Cette semaine écoulée a vu trois entrées dans la newsroom : Olivier Steiner, Laurence Bourgeon qui a rencontré Maja Haderlap lors de son récent passage à Paris, et une figure incertaine, Yorick, qui « vécut à Elsener sous le règne d’Hamlet 1er, que les historiens situent entre Augustule et Giscard ». Yorick entre littérature et critique, récit de soi et des textes et qui nous parle, dans « Le Cas présent », de chienne et de ruban, de Capital et de Société du spectacle, de Clèves et Nemours au téléphone, soit de « l’empire des fictions ». Vous le retrouverez tous les dimanches matins, rubrique Golghost. Et on annonce un nouveau diacritique, la semaine prochaine, mardi précisément, qui feindra de parler de bande dessinée pour mieux nous parler de peinture.

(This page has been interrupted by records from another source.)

//! The five labeling dimensions and their composite form.
//!
//! Every dimension keeps the values the labeling prompt asks for plus an
//! `Other` catch-all: models regularly invent labels (`media`, `student`) and
//! those must survive a load/save cycle untouched.

use std::fmt;

use serde::{Deserialize, Deserializer, Serialize, Serializer};

/// A single value on one labeling dimension.
pub trait Label: Clone + PartialEq + fmt::Debug + Send + Sync {
    fn parse(raw: &str) -> Self;
    fn as_str(&self) -> &str;
}

macro_rules! label_enum {
    ($(#[$meta:meta])* $name:ident { $($variant:ident => $wire:literal),+ $(,)? }) => {
        $(#[$meta])*
        #[derive(Debug, Clone, PartialEq, Eq, Hash)]
        pub enum $name {
            $($variant,)+
            Other(String),
        }

        impl $name {
            /// Values the labeling prompt offers, in prompt order.
            pub const KNOWN: &'static [&'static str] = &[$($wire),+];
        }

        impl Label for $name {
            fn parse(raw: &str) -> Self {
                let trimmed = raw.trim();
                $(
                    if trimmed.eq_ignore_ascii_case($wire) {
                        return $name::$variant;
                    }
                )+
                $name::Other(trimmed.to_string())
            }

            fn as_str(&self) -> &str {
                match self {
                    $($name::$variant => $wire,)+
                    $name::Other(value) => value,
                }
            }
        }

        impl fmt::Display for $name {
            fn fmt(&self, f: &mut fmt::Formatter<'_>) -> fmt::Result {
                f.write_str(self.as_str())
            }
        }
    };
}

label_enum!(
    /// Overall sentiment of an opinion.
    Sentiment {
        Positive => "positive",
        Neutral => "neutral",
        Negative => "negative",
    }
);

label_enum!(
    /// Core topic under discussion.
    Topic {
        TaxPolicy => "tax_policy",
        PriceImpact => "price_impact",
        Compliance => "compliance",
        BusinessRisk => "business_risk",
        Advocacy => "advocacy",
        Misc => "other",
    }
);

label_enum!(
    /// Cross-border e-commerce customs mode the opinion refers to.
    Pattern {
        Mode0110 => "0110",
        Mode9610 => "9610",
        Mode9710 => "9710",
        Mode9810 => "9810",
        Mode1039 => "1039",
        Temu => "Temu",
        Multiple => "multiple",
        Unknown => "unknown",
    }
);

label_enum!(
    /// Risk the opinion signals.
    RiskLevel {
        Critical => "critical",
        High => "high",
        Medium => "medium",
        Low => "low",
    }
);

label_enum!(
    /// Main party involved.
    Actor {
        Enterprise => "enterprise",
        Consumer => "consumer",
        Government => "government",
        CrossBorderSeller => "cross_border_seller",
        GeneralPublic => "general_public",
        Multiple => "multiple",
    }
);

impl RiskLevel {
    /// Critical and high are reported together as "high risk".
    pub fn is_high(&self) -> bool {
        matches!(self, RiskLevel::Critical | RiskLevel::High)
    }

    /// Severity score used in weighted risk indexes.
    pub fn weight(&self) -> u32 {
        match self {
            RiskLevel::Critical => 100,
            RiskLevel::High => 75,
            RiskLevel::Medium => 50,
            RiskLevel::Low => 25,
            RiskLevel::Other(_) => 0,
        }
    }

    /// Display order, most severe first. Unknown levels sort last.
    pub fn rank(&self) -> u8 {
        match self {
            RiskLevel::Critical => 0,
            RiskLevel::High => 1,
            RiskLevel::Medium => 2,
            RiskLevel::Low => 3,
            RiskLevel::Other(_) => 4,
        }
    }
}

// =============================================================================
// LabelSet
// =============================================================================

/// One or more labels on a dimension, written `consumer|government` on disk.
#[derive(Debug, Clone, PartialEq)]
pub struct LabelSet<T: Label>(Vec<T>);

impl<T: Label> LabelSet<T> {
    pub fn new(labels: Vec<T>) -> Self {
        Self(labels)
    }

    pub fn single(label: T) -> Self {
        Self(vec![label])
    }

    /// Parse a raw (possibly composite) label. Empty components are dropped.
    pub fn parse(raw: &str) -> Self {
        Self(
            raw.split('|')
                .map(str::trim)
                .filter(|part| !part.is_empty())
                .map(T::parse)
                .collect(),
        )
    }

    pub fn is_empty(&self) -> bool {
        self.0.is_empty()
    }

    pub fn is_composite(&self) -> bool {
        self.0.len() > 1
    }

    /// The label when exactly one was assigned.
    pub fn as_single(&self) -> Option<&T> {
        match self.0.as_slice() {
            [only] => Some(only),
            _ => None,
        }
    }

    pub fn primary(&self) -> Option<&T> {
        self.0.first()
    }

    pub fn split(&self) -> &[T] {
        &self.0
    }

    pub fn contains(&self, label: &T) -> bool {
        self.0.contains(label)
    }

    /// Canonical pipe-joined form, `"unknown"` when nothing was assigned.
    pub fn raw(&self) -> String {
        if self.0.is_empty() {
            return "unknown".to_string();
        }
        self.0
            .iter()
            .map(Label::as_str)
            .collect::<Vec<_>>()
            .join("|")
    }
}

impl<T: Label> Default for LabelSet<T> {
    fn default() -> Self {
        Self(Vec::new())
    }
}

impl<T: Label> fmt::Display for LabelSet<T> {
    fn fmt(&self, f: &mut fmt::Formatter<'_>) -> fmt::Result {
        f.write_str(&self.raw())
    }
}

impl<T: Label> Serialize for LabelSet<T> {
    fn serialize<S: Serializer>(&self, serializer: S) -> Result<S::Ok, S::Error> {
        if self.0.is_empty() {
            return serializer.serialize_none();
        }
        serializer.serialize_str(&self.raw())
    }
}

impl<'de, T: Label> Deserialize<'de> for LabelSet<T> {
    fn deserialize<D: Deserializer<'de>>(deserializer: D) -> Result<Self, D::Error> {
        let value = serde_json::Value::deserialize(deserializer)?;
        Ok(match value {
            serde_json::Value::String(s) => LabelSet::parse(&s),
            serde_json::Value::Array(items) => LabelSet(
                items
                    .iter()
                    .filter_map(|v| v.as_str())
                    .map(str::trim)
                    .filter(|s| !s.is_empty())
                    .map(T::parse)
                    .collect(),
            ),
            serde_json::Value::Number(n) => LabelSet::parse(&n.to_string()),
            _ => LabelSet::default(),
        })
    }
}

// =============================================================================
// Dimension
// =============================================================================

/// Addresses one of the five labeling dimensions generically.
#[derive(Debug, Clone, Copy, PartialEq, Eq, Hash, Serialize, Deserialize)]
#[serde(rename_all = "snake_case")]
pub enum Dimension {
    Sentiment,
    Topic,
    Pattern,
    Risk,
    Actor,
}

impl Dimension {
    pub const ALL: [Dimension; 5] = [
        Dimension::Sentiment,
        Dimension::Topic,
        Dimension::Pattern,
        Dimension::Risk,
        Dimension::Actor,
    ];

    /// JSON field holding the label.
    pub fn field(self) -> &'static str {
        match self {
            Dimension::Sentiment => "sentiment",
            Dimension::Topic => "topic",
            Dimension::Pattern => "pattern",
            Dimension::Risk => "risk_level",
            Dimension::Actor => "actor",
        }
    }

    /// JSON field holding the label's confidence.
    pub fn confidence_field(self) -> &'static str {
        match self {
            Dimension::Sentiment => "sentiment_confidence",
            Dimension::Topic => "topic_confidence",
            Dimension::Pattern => "pattern_confidence",
            Dimension::Risk => "risk_confidence",
            Dimension::Actor => "actor_confidence",
        }
    }
}

impl fmt::Display for Dimension {
    fn fmt(&self, f: &mut fmt::Formatter<'_>) -> fmt::Result {
        f.write_str(self.field())
    }
}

Cette semaine a vu, aussi, le démarrage d’une nouvelle rubrique, « écrire aujourd’hui », avec comme première intervenante Véronique Bergen. Comme l’explique Jean-Philippe Cazier à l’origine de cet « Écrire aujourd’hui », « la littérature correspond à des écritures diverses, à des pratiques multiples, parfois divergentes. Elles impliquent un point de vue sur le monde et sur ce qu’est le monde aujourd’hui – ce qu’il est, ce qu’il peut être, ce qu’il pourrait être. Cette rubrique de Diacritik propose des contributions inédites d’écrivains qui, de manière subjective, personnelle, écrivent ici sur leur pratique, sur ce que signifie pour eux « écrire aujourd’hui ». Il ne s’agit pas de définir « la littérature » mais d’explorer des écritures singulières qui énoncent, chacune pour son compte, ce que fait la littérature, ce qu’elle fait aujourd’hui, pour soi. Cette rubrique se présente donc aussi comme un panorama nécessairement multiple de ce que pourrait être aujourd’hui. »

© Christine Marcandier
© Christine Marcandier

Nos dialecteurs ont également pu parcourir l’Amérique du Nord (le MOMA et ses jeux de symétrie, New York en triptyques) au Sud (Mes Documents de l’écrivain chilien Alejandro Zambra), aller du plus large — l’arrière-pensée de la littérature contemporaine — au plus petit (Microcosme de Manu Larcenet), refuser la mort de Tignous comme celle de Denis Roche, à jamais vivants en nous. Il y eut aussi le nouveau Largo Winch, l’édition 2015 du Tout va bien, Enrique Vila-Matas et Dominique Gonzalez-Foerster, Laurent Mauvignier ; Mathieu Potte-Bonneville a affirmé la nécessité de relire Foucault, on a parlé de stéréotypes à combattre, de discrimination ; bu des Campari Bitter avec Duras, chanté et dansé avec Arnaud, pris des chemins de traverse, osé des croisements et des échappées. David Léon nous a offert son si beau « 16 novembre », texte d’un après si complexe à écrire, dire de l’indicible.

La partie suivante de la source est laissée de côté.